# Provided data
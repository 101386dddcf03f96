use serde::{Deserialize, Serialize};

use crate::domain::client::Client;
use crate::domain::stage::ReturnStage;
use crate::pagination::Paginated;

/// Query parameters accepted by the index page.
#[derive(Debug, Default, Deserialize)]
pub struct IndexQuery {
    pub search: Option<String>,
    pub page: Option<usize>,
    /// Show archived clients instead of active ones.
    #[serde(default)]
    pub archived: bool,
}

/// Client with its legacy pipeline projection.
#[derive(Debug, Clone, Serialize)]
pub struct ClientRow {
    pub client: Client,
    pub stage: ReturnStage,
    pub stage_label: &'static str,
    pub stage_color: &'static str,
    pub progress: u8,
    pub complete: bool,
}

impl From<Client> for ClientRow {
    fn from(client: Client) -> Self {
        let stage = client.current_stage();
        Self {
            stage,
            stage_label: stage.label(),
            stage_color: stage.color(),
            progress: client.progress_percent(),
            complete: client.is_complete(),
            client,
        }
    }
}

/// Data required to render the main index template.
pub struct IndexPageData {
    pub clients: Paginated<ClientRow>,
    pub search_query: Option<String>,
    pub show_archived: bool,
}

# Instructions to follow
Return the entries above word for word.

# Output of the exercise
repository 101386dddcf03f96
use serde::{Deserialize, Serialize};

use crate::domain::client::Client;
use crate::domain::stage::ReturnStage;
use crate::pagination::Paginated;

/// Query parameters accepted by the index page.
#[derive(Debug, Default, Deserialize)]
pub struct IndexQuery {
    pub search: Option<String>,
    pub page: Option<usize>,
    /// Show archived clients instead of active ones.
    #[serde(default)]
    pub archived: bool,
}

/// Client with its legacy pipeline projection.
#[derive(Debug, Clone, Serialize)]
pub struct ClientRow {
    pub client: Client,
    pub stage: ReturnStage,
    pub stage_label: &'static str,
    pub stage_color: &'static str,
    pub progress: u8,
    pub complete: bool,
}

impl From<Client> for ClientRow {
    fn from(client: Client) -> Self {
        let stage = client.current_stage();
        Self {
            stage,
            stage_label: stage.label(),
            stage_color: stage.color(),
            progress: client.progress_percent(),
            complete: client.is_complete(),
            client,
        }
    }
}

/// Data required to render the main index template.
pub struct IndexPageData {
    pub clients: Paginated<ClientRow>,
    pub search_query: Option<String>,
    pub show_archived: bool,
}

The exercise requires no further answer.